中国青海省東北部チベット文化圏を中心にした旅の記録です

オオカミ出現!

 

しばらく美しいなだらかな道を行く。尼さん越しにカメラを構え写真を撮っていると…。
車が止まった、なんだろうと思っていると、隣の男が私の肩をたたいて指さす。

 

ゲ~、オオカミだ!

 

すごい、感激!

 


 

車の前を横切り左の草原へ下って行くとこだった。
チベット人も珍しいらしく、みんな大騒ぎだ。尼さん達もスマホで一生懸命撮っている。車内はさながら大撮影会と化していた。
オオカミはそんな私らを小バカにしたように一瞥して、どこへともなく去って行った。
よく見ていないと大地の色と似ているのですぐに見失ってしまう。あっという間の出来事だった。

 

じつはアムドでオオカミを見るのはこれが初めてではない、3年前にも「瑪多」へ行く途中で見た、4000mを越える舗装道路の横を歩いていた。その時も一瞬だった。

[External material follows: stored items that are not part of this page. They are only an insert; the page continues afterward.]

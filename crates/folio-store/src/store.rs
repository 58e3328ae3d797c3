//! The document store seam.
//!
//! The repository only ever talks to a [`DocumentStore`]; which backend sits
//! behind it is decided by whoever constructs the repository. Backends share
//! the ordering rules in [`order_documents`] so that a list read returns the
//! same sequence regardless of where the documents live.

use std::borrow::Cow;
use std::cmp::Ordering;
use std::future::Future;

use folio_core::document::{Document, FieldValue, ID_FIELD, StoredDocument};
use folio_core::enums::SortDirection;

use crate::error::StoreError;

/// Read and write access to collections of schemaless documents.
pub trait DocumentStore: Send + Sync {
    /// Fetch one document, or `None` when it does not exist.
    fn get_document(
        &self,
        collection: &str,
        id: &str,
    ) -> impl Future<Output = Result<Option<StoredDocument>, StoreError>> + Send;

    /// Every document of `collection` carrying `order_by`, sorted by it.
    ///
    /// Documents without the order field are left out.
    fn list_documents(
        &self,
        collection: &str,
        order_by: &str,
        direction: SortDirection,
    ) -> impl Future<Output = Result<Vec<StoredDocument>, StoreError>> + Send;

    /// Documents whose `field` equals `value`, ordered by document id.
    fn query_documents(
        &self,
        collection: &str,
        field: &str,
        value: &FieldValue,
    ) -> impl Future<Output = Result<Vec<StoredDocument>, StoreError>> + Send;

    /// Create or overwrite the document `collection/id`.
    fn put_document(
        &self,
        collection: &str,
        id: &str,
        fields: Document,
    ) -> impl Future<Output = Result<(), StoreError>> + Send;

    /// Create a document under a store-assigned id and return the id.
    fn add_document(
        &self,
        collection: &str,
        fields: Document,
    ) -> impl Future<Output = Result<String, StoreError>> + Send;

    /// Delete `collection/id`. Deleting a missing document is not an error.
    fn delete_document(
        &self,
        collection: &str,
        id: &str,
    ) -> impl Future<Output = Result<(), StoreError>> + Send;
}

/// The value `doc` is ordered by. `id` addresses the document id itself.
fn sort_key<'a>(doc: &'a StoredDocument, order_by: &str) -> Option<Cow<'a, FieldValue>> {
    if order_by == ID_FIELD {
        return Some(Cow::Owned(FieldValue::StringValue(doc.id.clone())));
    }
    doc.get(order_by).map(Cow::Borrowed)
}

/// Drop documents lacking `order_by` and sort the rest.
///
/// Values of different types order by type rank (see
/// [`FieldValue::store_cmp`]). Equal values fall back to ascending document
/// id so that the result is deterministic.
#[must_use]
pub fn order_documents(
    docs: Vec<StoredDocument>,
    order_by: &str,
    direction: SortDirection,
) -> Vec<StoredDocument> {
    let mut keyed: Vec<_> = docs
        .into_iter()
        .filter_map(|doc| {
            let key = sort_key(&doc, order_by)?.into_owned();
            Some((key, doc))
        })
        .collect();

    keyed.sort_by(|(a_key, a), (b_key, b)| {
        let by_value = match direction {
            SortDirection::Ascending => a_key.store_cmp(b_key),
            SortDirection::Descending => b_key.store_cmp(a_key),
        };
        match by_value {
            Ordering::Equal => a.id.cmp(&b.id),
            other => other,
        }
    });

    keyed.into_iter().map(|(_, doc)| doc).collect()
}

/// Whether `doc` has `field` equal to `value`.
pub(crate) fn field_equals(doc: &StoredDocument, field: &str, value: &FieldValue) -> bool {
    if field == ID_FIELD {
        return value.as_str() == Some(doc.id.as_str());
    }
    doc.get(field) == Some(value)
}
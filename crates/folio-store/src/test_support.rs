//! Shared test utilities for folio-store.
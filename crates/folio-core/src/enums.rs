//! Content kinds, sort directions, and the skill/experience discriminator.
//!
//! All enums serialize in `snake_case`, matching the values the admin forms
//! write into the document store.

use schemars::JsonSchema;
use serde::{Deserialize, Serialize};
use std::fmt;
use std::str::FromStr;

use crate::errors::CoreError;

// ---------------------------------------------------------------------------
// ContentKind
// ---------------------------------------------------------------------------

/// Every kind of content the portfolio stores.
///
/// Each kind maps to exactly one collection in the document store. Singleton
/// kinds hold one document under [`SINGLETON_ID`]; listed kinds hold many
/// documents with store-assigned ids.
#[derive(Debug, Clone, Copy, PartialEq, Eq, Hash, Serialize, Deserialize, JsonSchema)]
#[serde(rename_all = "snake_case")]
pub enum ContentKind {
    Home,
    About,
    Experience,
    Education,
    SkillExperience,
    BlogPost,
    Project,
}

/// Well-known document id of every singleton kind.
pub const SINGLETON_ID: &str = "main";

impl ContentKind {
    /// All kinds, singletons first.
    pub const ALL: [Self; 7] = [
        Self::Home,
        Self::About,
        Self::Experience,
        Self::Education,
        Self::SkillExperience,
        Self::BlogPost,
        Self::Project,
    ];

    /// Name of the document-store collection holding this kind.
    ///
    /// Exhaustive match: adding a kind forces a collection name here.
    #[must_use]
    pub const fn collection(self) -> &'static str {
        match self {
            Self::Home => "homeContent",
            Self::About => "aboutContent",
            Self::Experience => "experiences",
            Self::Education => "educationItems",
            Self::SkillExperience => "skillsExperience",
            Self::BlogPost => "blogPosts",
            Self::Project => "projects",
        }
    }

    /// Whether the kind is stored as one well-known document.
    #[must_use]
    pub const fn is_singleton(self) -> bool {
        matches!(self, Self::Home | Self::About)
    }

    #[must_use]
    pub const fn as_str(self) -> &'static str {
        match self {
            Self::Home => "home",
            Self::About => "about",
            Self::Experience => "experience",
            Self::Education => "education",
            Self::SkillExperience => "skill_experience",
            Self::BlogPost => "blog_post",
            Self::Project => "project",
        }
    }
}

impl fmt::Display for ContentKind {
    fn fmt(&self, f: &mut fmt::Formatter<'_>) -> fmt::Result {
        f.write_str(self.as_str())
    }
}

impl FromStr for ContentKind {
    type Err = CoreError;

    /// Accepts the kind name (`blog_post`, `blog-post`) or its collection
    /// name (`blogPosts`).
    fn from_str(s: &str) -> Result<Self, Self::Err> {
        let wanted = s.trim().replace('-', "_");
        Self::ALL
            .into_iter()
            .find(|kind| kind.as_str() == wanted || kind.collection() == s.trim())
            .ok_or_else(|| CoreError::UnknownKind(s.to_string()))
    }
}

// ---------------------------------------------------------------------------
// SortDirection
// ---------------------------------------------------------------------------

/// Ordering direction for list reads.
#[derive(Debug, Clone, Copy, PartialEq, Eq, Hash, Default, Serialize, Deserialize)]
#[serde(rename_all = "snake_case")]
pub enum SortDirection {
    Ascending,
    #[default]
    Descending,
}

impl SortDirection {
    #[must_use]
    pub const fn as_str(self) -> &'static str {
        match self {
            Self::Ascending => "asc",
            Self::Descending => "desc",
        }
    }
}

impl fmt::Display for SortDirection {
    fn fmt(&self, f: &mut fmt::Formatter<'_>) -> fmt::Result {
        f.write_str(self.as_str())
    }
}

// ---------------------------------------------------------------------------
// SkillExperienceType
// ---------------------------------------------------------------------------

/// Discriminator of a `skillsExperience` entry.
#[derive(Debug, Clone, Copy, PartialEq, Eq, Hash, Default, Serialize, Deserialize, JsonSchema)]
#[serde(rename_all = "snake_case")]
pub enum SkillExperienceType {
    #[default]
    Skill,
    Experience,
}

impl SkillExperienceType {
    /// Stored values accepted for the `type` field.
    pub const STORED_VALUES: &'static [&'static str] = &["skill", "experience"];

    #[must_use]
    pub const fn as_str(self) -> &'static str {
        match self {
            Self::Skill => "skill",
            Self::Experience => "experience",
        }
    }
}

impl fmt::Display for SkillExperienceType {
    fn fmt(&self, f: &mut fmt::Formatter<'_>) -> fmt::Result {
        f.write_str(self.as_str())
    }
}
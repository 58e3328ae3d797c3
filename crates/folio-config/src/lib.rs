//! # folio-config
//!
//! Layered configuration loading for Folio using figment.
//!
//! Configuration sources (in priority order, highest wins):
//! 1. Environment variables (`FOLIO_*` prefix, `__` as separator)
//! 2. Project-level `.folio/config.toml`
//! 3. User-level `~/.config/folio/config.toml`
//! 4. Built-in defaults
//!
//! # Environment Variable Mapping
//!
//! Figment maps `FOLIO_STORE__URL` -> `store.url`, `FOLIO_GENERAL__PRETTY` ->
//! `general.pretty`, etc.
//!
//! # Usage
//!
//! ```no_run
//! use folio_config::FolioConfig;
//!
//! let config = FolioConfig::load_with_dotenv().expect("config");
//! if config.store.is_remote() {
//!     println!("Remote store: {}", config.store.url);
//! }
//! ```

mod error;
mod general;
mod store;

pub use error::ConfigError;
pub use general::GeneralConfig;
pub use store::StoreConfig;

use figment::{
    Figment,
    providers::{Env, Format, Serialized, Toml},
};
use serde::{Deserialize, Serialize};
use std::path::PathBuf;

#[derive(Debug, Clone, Default, Deserialize, Serialize)]
pub struct FolioConfig {
    #[serde(default)]
    pub store: StoreConfig,
    #[serde(default)]
    pub general: GeneralConfig,
}

impl FolioConfig {
    /// Load configuration from all sources (TOML files + environment variables).
    ///
    /// Does NOT call `dotenvy`; use [`Self::load_with_dotenv`] for `.env` loading.
    ///
    /// # Errors
    ///
    /// Returns [`ConfigError`] when a source fails to parse or the store
    /// section is half-configured.
    pub fn load() -> Result<Self, ConfigError> {
        let config: Self = Self::figment().extract()?;
        config.store.validate()?;
        Ok(config)
    }

    /// Load configuration with `.env` file support.
    ///
    /// # Errors
    ///
    /// Same as [`Self::load`].
    pub fn load_with_dotenv() -> Result<Self, ConfigError> {
        let _ = dotenvy::dotenv();
        Self::load()
    }

    /// Build the figment provider chain.
    pub fn figment() -> Figment {
        let mut figment = Figment::from(Serialized::defaults(Self::default()));

        if let Some(global_path) = Self::global_config_path() {
            if global_path.exists() {
                figment = figment.merge(Toml::file(global_path));
            }
        }

        let local_path = PathBuf::from(".folio/config.toml");
        if local_path.exists() {
            figment = figment.merge(Toml::file(local_path));
        }

        figment.merge(Env::prefixed("FOLIO_").split("__"))
    }

    fn global_config_path() -> Option<PathBuf> {
        dirs::config_dir().map(|p| p.join("folio").join("config.toml"))
    }
}

#[cfg(test)]
mod tests {
    use super::*;

    #[test]
    fn default_config_loads() {
        let config = FolioConfig::default();
        assert!(!config.store.is_remote());
        assert!(config.general.pretty);
    }

    #[test]
    fn figment_builds_without_files() {
        figment::Jail::expect_with(|_jail| {
            let config: FolioConfig = FolioConfig::figment().extract()?;
            assert_eq!(config.store.path, PathBuf::from(".folio/content.db"));
            Ok(())
        });
    }
}
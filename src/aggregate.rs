// ABOUTME: Response aggregation - formats settled agent results into
// ABOUTME: labeled conversation turns for storage and display.

use crate::conversation::ConversationTurn;
use crate::dispatch::{AgentOutcome, AgentResult};

/// Formats each agent's result into one labeled agent turn.
#[derive(Debug, Clone)]
pub struct ResponseAggregator {
    /// Whether to prefix the alias even when the dispatch had exactly
    /// one result. Defaults to true for consistent labeling.
    prefix_sole: bool,
}

impl Default for ResponseAggregator {
    fn default() -> Self {
        Self { prefix_sole: true }
    }
}

impl ResponseAggregator {
    /// Create an aggregator with the default labeling policy.
    pub fn new() -> Self {
        Self::default()
    }

    /// Drop the `@alias:` prefix when a dispatch produced exactly one
    /// result.
    pub fn bare_sole_replies(mut self) -> Self {
        self.prefix_sole = false;
        self
    }

    /// Format one result as display text.
    pub fn format(&self, result: &AgentResult, sole: bool) -> String {
        match &result.outcome {
            AgentOutcome::Failure { message } => {
                format!("Error from @{}: {}", result.alias, message)
            }
            AgentOutcome::Reply(reply) if sole && !self.prefix_sole => reply.content.clone(),
            AgentOutcome::Reply(reply) => format!("@{}: {}", result.alias, reply.content),
        }
    }

    /// Turn a settled result set into agent conversation turns, one per
    /// result, in result order.
    pub fn aggregate(&self, results: &[AgentResult]) -> Vec<ConversationTurn> {
        let sole = results.len() == 1;
        results
            .iter()
            .map(|result| ConversationTurn::agent(self.format(result, sole)))
            .collect()
    }
}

チベット人は仏教徒だから殺生はしない。動物は食べない魚も、しかしヤクだけは食べる。さすがにハダカムギのツァンパやチーズとバターではもたないのだろう。しかし殺すときはイスラム教徒の回族にやらせる。
そんなこともあってオオカミも生きのびているのかもしれない。

そしてもう一つ、なんであんな凶暴なチベット犬を遊牧民が飼っているのかやっとわかった。
たぶん羊たちをオオカミから守るために飼っているのだ、泥棒よけではないのだ。

 

ではもう一度アップで、

 

せっかくで出てきてくれた狼には悪いけど、痩せていて尻尾が丸めてるとこなど少しせこいし顔もでかいように感じる、白昼歩くのはやめてほしい。

やっぱりオオカミは満月の夜がいい、その遠吠えのひと啼きで、テントの遊牧民と羊たちを震えあがらすというのが最高だ。